7. Connector part (3) according to claim 3, characterized in that the separating layer (331 A, 331 B) is formed by a heat-conducting element which is made of a different material from the material of the housing (33).

8. connector part (3) according to claim 7, characterized in that the heat conducting element is made of a material containing silicone rubber.

9. connector part (3) according to claim 7 or 8, characterized in that the heat conducting element has a thickness equal to or less than 1 mm, preferably equal to or less than 0.5 mm.

10. Connector part (3) according to one of Claims 3 to 9, characterized in that the cooling unit (33) has a seal (333) arranged between the housing (330) and the separating layer (331 A, 331 B).

11 . Connector part (3) according to one of the preceding claims, characterized in that the chamber arrangement (332) is designed so that the coolant flow (F) meanders in the direction of flow (S) towards the surface section (322) and counter to the direction of flow (S) from the To guide surface portion (322) away.

12. Connector part (3) according to any one of the preceding claims, characterized in that a first chamber (335-4) is designed to direct the coolant flow (F) in the flow direction (S) to the surface section (322).

13. Connector part (3) according to claim 12, characterized in that the first chamber (335-4) has a first inflow channel (337-1) for conducting the coolant flow (F) from the first chamber (335-4) in the direction of flow (S) towards the surface section (322), the first inflow channel (337-1) having a flow cross section (Q2) that is reduced compared to a flow cross section (Q1) of the first chamber (335-4).

14. Connector part (3) according to Claim 12 or 13, characterized in that a second chamber (335-6) which is in flow communication with the first chamber (335-4) is designed to direct the flow of coolant (F) against the direction of flow (S ) away from the surface portion (322).

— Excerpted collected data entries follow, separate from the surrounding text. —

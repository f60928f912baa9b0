//! A document-store port modeled on the primitives the original system
//! actually ran against (a DynamoDB-style item store): get/put-with-condition
//! returning the new item, delete, index-aware paginated query, and a
//! bounded-size atomic multi-row increment used by the counters repository.
//!
//! Two backends implement this port: [`memory::InMemoryKvs`] for tests and
//! local runs, and [`postgres::PostgresKvs`] for production, which encodes
//! the same conditional-update semantics as a `WHERE version = $n` guard —
//! the same compare-and-swap idiom the rest of this codebase's optimistic
//! concurrency already relies on.

pub mod memory;
pub mod postgres;

use async_trait::async_trait;
use std::collections::BTreeMap;
use uuid::Uuid;

/// The two tables this service persists to.
#[derive(Debug, Clone, Copy, PartialEq, Eq, Hash)]
pub enum Table {
    Romances,
    Counters,
}

/// Romance rows are reachable by their primary key or, for peer
/// enumeration, by a secondary index over the sort key.
#[derive(Debug, Clone, Copy, PartialEq, Eq, Hash)]
pub enum Index {
    Primary,
    GsiByMaxMinUser,
}

#[derive(Debug, Clone, PartialEq, Eq, PartialOrd, Ord)]
pub enum AttrValue {
    S(String),
    N(i64),
    U(Uuid),
    /// Present only in a `put_or_update` `sets` map, never in a stored or
    /// returned item: clears the named attribute instead of writing it,
    /// the port's equivalent of DynamoDB's `REMOVE`.
    Null,
}

impl std::hash::Hash for AttrValue {
    fn hash<H: std::hash::Hasher>(&self, state: &mut H) {
        match self {
            AttrValue::S(s) => {
                0u8.hash(state);
                s.hash(state);
            }
            AttrValue::N(n) => {
                1u8.hash(state);
                n.hash(state);
            }
            AttrValue::U(u) => {
                2u8.hash(state);
                u.hash(state);
            }
            AttrValue::Null => {
                3u8.hash(state);
            }
        }
    }
}

pub type Item = BTreeMap<String, AttrValue>;

#[derive(Debug, Clone, PartialEq, Eq)]
pub struct ItemKey {
    pub pk: AttrValue,
    pub sk: AttrValue,
}

impl ItemKey {
    pub fn new(pk: AttrValue, sk: AttrValue) -> Self {
        Self { pk, sk }
    }
}

/// A precondition on [`Kvs::put_or_update`]. Corresponds to a DynamoDB
/// `ConditionExpression`, reduced to the two shapes this service needs.
#[derive(Debug, Clone)]
pub enum Condition {
    /// Always succeeds — an unconditional upsert.
    None,
    /// Succeeds only if the item does not yet exist (first write).
    AttributeNotExists(&'static str),
    /// Succeeds only if the named numeric attribute currently equals the
    /// given value — the optimistic-concurrency guard.
    AttributeEquals(&'static str, i64),
}

#[derive(Debug, Clone, Default)]
pub struct Page {
    pub items: Vec<Item>,
    pub cursor: Option<ItemKey>,
}

/// One row of an atomic "increment this counter attribute by one" batch,
/// the only multi-item transaction this service performs. `extra_sets` are
/// additional attributes written unconditionally alongside the increment —
/// used to make a row self-describing the way `romance`'s stored `a`/`b`
/// attributes are, so a caller that gets rows back from [`Kvs::query`]
/// (which echoes no key back) can still tell which row is which.
#[derive(Debug, Clone)]
pub struct IncrWrite {
    pub table: Table,
    pub key: ItemKey,
    pub attr: &'static str,
    pub ttl_epoch_seconds: Option<i64>,
    pub extra_sets: Vec<(&'static str, AttrValue)>,
}

#[derive(Debug, thiserror::Error)]
pub enum KvsError {
    #[error("conditional check failed")]
    ConditionalCheckFailed,
    #[error("item not found")]
    NotFound,
    #[error("backend error: {0}")]
    Backend(String),
}

#[async_trait]
pub trait Kvs: Send + Sync {
    async fn get_item(&self, table: Table, key: &ItemKey) -> Result<Option<Item>, KvsError>;

    /// Applies `sets` to the item at `key`, creating it if absent, and
    /// returns the resulting item (DynamoDB's `ReturnValues=ALL_NEW`).
    /// Fails with [`KvsError::ConditionalCheckFailed`] if `condition` does
    /// not hold.
    async fn put_or_update(
        &self,
        table: Table,
        key: &ItemKey,
        condition: Condition,
        sets: Item,
    ) -> Result<Item, KvsError>;

    async fn delete_item(&self, table: Table, key: &ItemKey) -> Result<(), KvsError>;

    /// Queries `table` via `index` for items whose partition matches
    /// `partition` in ascending sort-key order, starting after `cursor` if
    /// given, and whose sort key is `>= sort_from` if given. Each call to
    /// this method returns one page; pass back `Page::cursor` to continue.
    async fn query(
        &self,
        table: Table,
        index: Index,
        partition: AttrValue,
        sort_from: Option<AttrValue>,
        cursor: Option<ItemKey>,
    ) -> Result<Page, KvsError>;

    /// Applies every write atomically: all succeed or none do. Each write
    /// increments `attr` by one, creating the row (and setting `attr` to 1)
    /// if it does not exist yet.
    async fn transact_incr(&self, writes: Vec<IncrWrite>) -> Result<(), KvsError>;

    /// Deletes up to 25 items from `table` in one batch.
    async fn batch_delete(&self, table: Table, keys: Vec<ItemKey>) -> Result<(), KvsError>;
}

pub const BATCH_DELETE_LIMIT: usize = 25;
pub const PAGE_SIZE: usize = 25;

15. Connector part (3) according to claim 14, characterized in that to the second chamber (335-6) a second inflow channel (337-2) for conducting the coolant flow (F) from the second chamber (335-6) against the flow direction (S) connects, wherein the second inflow channel (337-2) has a flow cross section (Q2) that is reduced compared to a flow cross section (Q1) of the second chamber (335-6).

16. Connector part (3) according to Claim 14 or 15, characterized in that a third chamber (335-8) which is in flow communication with the second chamber (335-6) is designed to direct the flow of coolant (F) in the direction of flow (S ) towards the surface section (322).

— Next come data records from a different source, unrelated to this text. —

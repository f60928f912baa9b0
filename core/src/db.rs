//! Postgres connection-pool bootstrap, grounded in the teacher crate's own
//! `db::init_db`/`db::DbConfig`: a `PgPoolOptions` built from [`crate::config::Config`]
//! and a thin `init_db_default` wrapper that reads `Config::default()`.
//! Unlike the teacher crate this carries no hand-written row-mapping SQL —
//! the only tables this service owns are the two the [`crate::kvs::postgres`]
//! and [`crate::messaging::postgres`] adapters create via `ensure_schema`.

use anyhow::{Context, Result};
use sqlx::postgres::PgPoolOptions;
use sqlx::PgPool;

use crate::config::Config;

pub async fn init_db(config: &Config) -> Result<PgPool> {
    PgPoolOptions::new()
        .max_connections(config.max_connections)
        .min_connections(config.min_connections)
        .acquire_timeout(config.acquire_timeout)
        .connect(&config.database_url)
        .await
        .context("failed to connect to database")
}

pub async fn init_db_default() -> Result<PgPool> {
    init_db(&Config::default()).await
}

17. Connector part (3) according to one of the preceding claims, characterized in that the plane is spanned by a longitudinal direction (X) and a height direction (Z) and perpendicular to a transverse direction (Y), wherein at least some of the chambers (335- 1...335-11) are offset from one another along the longitudinal direction (X) and/or along the vertical direction (Z) and/or along the transverse direction (Y).

18 connector part (3) according to claim 17, characterized in that a first arrangement of chambers (335-1 ... 335-11) along a height direction (Z) perpendicular to the vertical, first vertical plane is distributed to each other and a second arrangement of Chambers (335-1...335-11) are distributed along a second height plane perpendicular to the height direction (Z) and spaced apart from the first height plane.

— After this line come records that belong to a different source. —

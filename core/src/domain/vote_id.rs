use uuid::Uuid;

use super::error::VoteError;

/// Identifies one directed vote: the user casting it, the user it targets,
/// and the country the vote happened in (countries shard the underlying
/// storage region in the original system; kept here purely as a validated
/// field, not used to pick a backend).
#[derive(Debug, Clone, Copy, PartialEq, Eq, Hash)]
pub struct VoteId {
    pub country_id: u16,
    pub active_user_id: Uuid,
    pub peer_user_id: Uuid,
}

impl VoteId {
    pub fn new(country_id: u16, active_user_id: Uuid, peer_user_id: Uuid) -> Result<Self, VoteError> {
        if country_id == 0 {
            return Err(VoteError::Validation("countryId must not be zero".into()));
        }
        if active_user_id.is_nil() {
            return Err(VoteError::Validation("activeUserId must not be nil".into()));
        }
        if peer_user_id.is_nil() {
            return Err(VoteError::Validation("peerUserId must not be nil".into()));
        }
        if active_user_id == peer_user_id {
            return Err(VoteError::Validation(
                "activeUserId and peerUserId must differ".into(),
            ));
        }
        Ok(Self {
            country_id,
            active_user_id,
            peer_user_id,
        })
    }

    /// The canonical, order-independent storage key for the pair: the
    /// lexicographically smaller id is always the partition key.
    pub fn canonical_pair(&self) -> (Uuid, Uuid) {
        if self.active_user_id < self.peer_user_id {
            (self.active_user_id, self.peer_user_id)
        } else {
            (self.peer_user_id, self.active_user_id)
        }
    }

    /// Swaps active/peer while keeping `country_id` — the mirror vote on
    /// the same romance.
    pub fn to_peer(&self) -> Self {
        Self {
            country_id: self.country_id,
            active_user_id: self.peer_user_id,
            peer_user_id: self.active_user_id,
        }
    }
}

19. Connector part (3) according to claim 18, characterized in that the first arrangement of chambers (335-1 ... 335-11) has a first connection (334) for introducing the coolant flow (F) and the second arrangement of chambers ( 335-1...335-11) have a second connection (338) for diverting the coolant flow (F).

20. Connector part (3) according to claim 19, characterized in that the first connection (334) and the second connection (338) can each be connected to a coolant hose (23, 24).

21. Connector part (3) according to one of the preceding claims, characterized in that the connector part (3) has two electrical plug contacts (31A, 31B) and two each with one of the plug contacts (31A, 31B) connected, each having a surface section ( 322) having busbars (32A, 32B), wherein the Cooling unit (33) between the surface portions (322) of the busbars (32A, 32B) is arranged. Charging system for charging an electric vehicle (4), with a connector part (3) according to one of the preceding claims.